Stored items
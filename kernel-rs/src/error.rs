use core::fmt;

/// Kernel error codes surfaced at the file system facade and the system
/// call boundary. Internal-consistency violations are not represented here;
/// those panic.
#[derive(Debug, Clone, Copy, PartialEq, Eq)]
pub enum KernelError {
    /// Path, handle or sector not bound.
    NotFound,
    /// Name collision on create/mkdir.
    AlreadyExists,
    /// Bitmap exhausted, or the indirect map cannot reach that far.
    NoSpace,
    /// The object is open elsewhere; the operation was deferred.
    Busy,
    /// A system call handle that names nothing.
    BadHandle,
    /// A path that cannot be parsed or exceeds the name limits.
    BadPath,
}

impl fmt::Display for KernelError {
    fn fmt(&self, f: &mut fmt::Formatter<'_>) -> fmt::Result {
        let msg = match self {
            KernelError::NotFound => "not found",
            KernelError::AlreadyExists => "already exists",
            KernelError::NoSpace => "no space",
            KernelError::Busy => "busy",
            KernelError::BadHandle => "bad handle",
            KernelError::BadPath => "bad path",
        };
        write!(f, "{}", msg)
    }
}

pub type Result<T> = core::result::Result<T, KernelError>;
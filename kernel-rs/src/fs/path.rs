//! Paths and file names.
//!
//! Paths are absolute, `/`-separated, with components of at most
//! `FILE_NAME_MAX_LEN` bytes. `FileName` is one component, stored inline so
//! it can live inside directory entries and tables.

use core::fmt;
use core::str;

use crate::{
    error::KernelError,
    param::{FILE_NAME_MAX_LEN, PATH_MAX_LEN},
};

/// One path component.
#[derive(Clone, Copy, PartialEq, Eq)]
pub struct FileName {
    len: u8,
    bytes: [u8; FILE_NAME_MAX_LEN],
}

impl FileName {
    /// Accepts a non-empty component without `/` or NUL, at most
    /// `FILE_NAME_MAX_LEN` bytes.
    pub fn new(name: &str) -> Result<Self, KernelError> {
        let raw = name.as_bytes();
        if raw.is_empty() || raw.len() > FILE_NAME_MAX_LEN {
            return Err(KernelError::BadPath);
        }
        if raw.iter().any(|b| *b == b'/' || *b == 0) {
            return Err(KernelError::BadPath);
        }
        let mut bytes = [0; FILE_NAME_MAX_LEN];
        bytes[..raw.len()].copy_from_slice(raw);
        Ok(Self {
            len: raw.len() as u8,
            bytes,
        })
    }

    /// Rebuild a name from a fixed on-disk field: everything up to the
    /// first NUL.
    pub fn from_stored(stored: &[u8]) -> Self {
        let len = stored
            .iter()
            .position(|b| *b == 0)
            .unwrap_or(stored.len())
            .min(FILE_NAME_MAX_LEN);
        let mut bytes = [0; FILE_NAME_MAX_LEN];
        bytes[..len].copy_from_slice(&stored[..len]);
        Self {
            len: len as u8,
            bytes,
        }
    }

    pub fn as_bytes(&self) -> &[u8] {
        &self.bytes[..self.len as usize]
    }

    pub fn as_str(&self) -> &str {
        str::from_utf8(self.as_bytes()).unwrap_or("?")
    }
}

impl fmt::Debug for FileName {
    fn fmt(&self, f: &mut fmt::Formatter<'_>) -> fmt::Result {
        write!(f, "{:?}", self.as_str())
    }
}

impl fmt::Display for FileName {
    fn fmt(&self, f: &mut fmt::Formatter<'_>) -> fmt::Result {
        write!(f, "{}", self.as_str())
    }
}

/// A borrowed absolute path.
#[derive(Clone, Copy)]
pub struct Path<'p> {
    inner: &'p str,
}

impl<'p> Path<'p> {
    pub fn new(path: &'p str) -> Result<Self, KernelError> {
        if path.len() > PATH_MAX_LEN || !path.starts_with('/') {
            return Err(KernelError::BadPath);
        }
        Ok(Self { inner: path })
    }

    pub fn as_str(&self) -> &'p str {
        self.inner
    }

    /// True for `/` (possibly written with repeated slashes).
    pub fn is_root(&self) -> bool {
        self.components().next().is_none()
    }

    /// The path components, left to right, empty segments skipped.
    pub fn components(&self) -> impl Iterator<Item = &'p str> {
        self.inner.split('/').filter(|c| !c.is_empty())
    }

    /// The final component.
    pub fn file_name(&self) -> Result<FileName, KernelError> {
        let last = self.components().last().ok_or(KernelError::BadPath)?;
        FileName::new(last)
    }

    /// All components but the last: the directories to walk through.
    pub fn parent_components(&self) -> Result<Vec<FileName>, KernelError> {
        let all: Vec<&str> = self.components().collect();
        if all.is_empty() {
            return Err(KernelError::BadPath);
        }
        all[..all.len() - 1]
            .iter()
            .map(|c| FileName::new(c))
            .collect()
    }
}

impl fmt::Debug for Path<'_> {
    fn fmt(&self, f: &mut fmt::Formatter<'_>) -> fmt::Result {
        write!(f, "{:?}", self.inner)
    }
}

#[cfg(test)]
mod tests {
    use super::*;

    #[test]
    fn components_skip_empty_segments() {
        let path = Path::new("///a//bb/c").unwrap();
        let parts: Vec<&str> = path.components().collect();
        assert_eq!(parts, vec!["a", "bb", "c"]);
        assert_eq!(path.file_name().unwrap().as_str(), "c");
        let parents: Vec<String> = path
            .parent_components()
            .unwrap()
            .iter()
            .map(|n| n.as_str().to_string())
            .collect();
        assert_eq!(parents, vec!["a", "bb"]);
    }

    #[test]
    fn root_has_no_file_name() {
        let root = Path::new("/").unwrap();
        assert!(root.is_root());
        assert_eq!(root.file_name(), Err(KernelError::BadPath));
    }

    #[test]
    fn relative_paths_are_rejected() {
        assert!(Path::new("a/b").is_err());
        assert!(Path::new("").is_err());
    }

    #[test]
    fn long_names_are_rejected() {
        assert!(FileName::new("123456789").is_ok());
        assert!(FileName::new("1234567890").is_err());
        assert!(FileName::new("").is_err());
        assert!(FileName::new("a/b").is_err());
    }

    #[test]
    fn stored_names_round_trip() {
        let name = FileName::new("hello").unwrap();
        let mut stored = [0u8; 10];
        stored[..5].copy_from_slice(b"hello");
        assert_eq!(FileName::from_stored(&stored), name);
    }
}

Exercise prompt
Each record above should be returned exactly as written.

Answer box
filename kernel-rs/src/error.rs
use core::fmt;

/// Kernel error codes surfaced at the file system facade and the system
/// call boundary. Internal-consistency violations are not represented here;
/// those panic.
#[derive(Debug, Clone, Copy, PartialEq, Eq)]
pub enum KernelError {
    /// Path, handle or sector not bound.
    NotFound,
    /// Name collision on create/mkdir.
    AlreadyExists,
    /// Bitmap exhausted, or the indirect map cannot reach that far.
    NoSpace,
    /// The object is open elsewhere; the operation was deferred.
    Busy,
    /// A system call handle that names nothing.
    BadHandle,
    /// A path that cannot be parsed or exceeds the name limits.
    BadPath,
}

impl fmt::Display for KernelError {
    fn fmt(&self, f: &mut fmt::Formatter<'_>) -> fmt::Result {
        let msg = match self {
            KernelError::NotFound => "not found",
            KernelError::AlreadyExists => "already exists",
            KernelError::NoSpace => "no space",
            KernelError::Busy => "busy",
            KernelError::BadHandle => "bad handle",
            KernelError::BadPath => "bad path",
        };
        write!(f, "{}", msg)
    }
}

pub type Result<T> = core::result::Result<T, KernelError>;
filename kernel-rs/src/fs/path.rs
//! Paths and file names.
//!
//! Paths are absolute, `/`-separated, with components of at most
//! `FILE_NAME_MAX_LEN` bytes. `FileName` is one component, stored inline so
//! it can live inside directory entries and tables.

use core::fmt;
use core::str;

use crate::{
    error::KernelError,
    param::{FILE_NAME_MAX_LEN, PATH_MAX_LEN},
};

/// One path component.
#[derive(Clone, Copy, PartialEq, Eq)]
pub struct FileName {
    len: u8,
    bytes: [u8; FILE_NAME_MAX_LEN],
}

impl FileName {
    /// Accepts a non-empty component without `/` or NUL, at most
    /// `FILE_NAME_MAX_LEN` bytes.
    pub fn new(name: &str) -> Result<Self, KernelError> {
        let raw = name.as_bytes();
        if raw.is_empty() || raw.len() > FILE_NAME_MAX_LEN {
            return Err(KernelError::BadPath);
        }
        if raw.iter().any(|b| *b == b'/' || *b == 0) {
            return Err(KernelError::BadPath);
        }
        let mut bytes = [0; FILE_NAME_MAX_LEN];
        bytes[..raw.len()].copy_from_slice(raw);
        Ok(Self {
            len: raw.len() as u8,
            bytes,
        })
    }

    /// Rebuild a name from a fixed on-disk field: everything up to the
    /// first NUL.
    pub fn from_stored(stored: &[u8]) -> Self {
        let len = stored
            .iter()
            .position(|b| *b == 0)
            .unwrap_or(stored.len())
            .min(FILE_NAME_MAX_LEN);
        let mut bytes = [0; FILE_NAME_MAX_LEN];
        bytes[..len].copy_from_slice(&stored[..len]);
        Self {
            len: len as u8,
            bytes,
        }
    }

    pub fn as_bytes(&self) -> &[u8] {
        &self.bytes[..self.len as usize]
    }

    pub fn as_str(&self) -> &str {
        str::from_utf8(self.as_bytes()).unwrap_or("?")
    }
}

impl fmt::Debug for FileName {
    fn fmt(&self, f: &mut fmt::Formatter<'_>) -> fmt::Result {
        write!(f, "{:?}", self.as_str())
    }
}

impl fmt::Display for FileName {
    fn fmt(&self, f: &mut fmt::Formatter<'_>) -> fmt::Result {
        write!(f, "{}", self.as_str())
    }
}

/// A borrowed absolute path.
#[derive(Clone, Copy)]
pub struct Path<'p> {
    inner: &'p str,
}

impl<'p> Path<'p> {
    pub fn new(path: &'p str) -> Result<Self, KernelError> {
        if path.len() > PATH_MAX_LEN || !path.starts_with('/') {
            return Err(KernelError::BadPath);
        }
        Ok(Self { inner: path })
    }

    pub fn as_str(&self) -> &'p str {
        self.inner
    }

    /// True for `/` (possibly written with repeated slashes).
    pub fn is_root(&self) -> bool {
        self.components().next().is_none()
    }

    /// The path components, left to right, empty segments skipped.
    pub fn components(&self) -> impl Iterator<Item = &'p str> {
        self.inner.split('/').filter(|c| !c.is_empty())
    }

    /// The final component.
    pub fn file_name(&self) -> Result<FileName, KernelError> {
        let last = self.components().last().ok_or(KernelError::BadPath)?;
        FileName::new(last)
    }

    /// All components but the last: the directories to walk through.
    pub fn parent_components(&self) -> Result<Vec<FileName>, KernelError> {
        let all: Vec<&str> = self.components().collect();
        if all.is_empty() {
            return Err(KernelError::BadPath);
        }
        all[..all.len() - 1]
            .iter()
            .map(|c| FileName::new(c))
            .collect()
    }
}

impl fmt::Debug for Path<'_> {
    fn fmt(&self, f: &mut fmt::Formatter<'_>) -> fmt::Result {
        write!(f, "{:?}", self.inner)
    }
}

#[cfg(test)]
mod tests {
    use super::*;

    #[test]
    fn components_skip_empty_segments() {
        let path = Path::new("///a//bb/c").unwrap();
        let parts: Vec<&str> = path.components().collect();
        assert_eq!(parts, vec!["a", "bb", "c"]);
        assert_eq!(path.file_name().unwrap().as_str(), "c");
        let parents: Vec<String> = path
            .parent_components()
            .unwrap()
            .iter()
            .map(|n| n.as_str().to_string())
            .collect();
        assert_eq!(parents, vec!["a", "bb"]);
    }

    #[test]
    fn root_has_no_file_name() {
        let root = Path::new("/").unwrap();
        assert!(root.is_root());
        assert_eq!(root.file_name(), Err(KernelError::BadPath));
    }

    #[test]
    fn relative_paths_are_rejected() {
        assert!(Path::new("a/b").is_err());
        assert!(Path::new("").is_err());
    }

    #[test]
    fn long_names_are_rejected() {
        assert!(FileName::new("123456789").is_ok());
        assert!(FileName::new("1234567890").is_err());
        assert!(FileName::new("").is_err());
        assert!(FileName::new("a/b").is_err());
    }

    #[test]
    fn stored_names_round_trip() {
        let name = FileName::new("hello").unwrap();
        let mut stored = [0u8; 10];
        stored[..5].copy_from_slice(b"hello");
        assert_eq!(FileName::from_stored(&stored), name);
    }
}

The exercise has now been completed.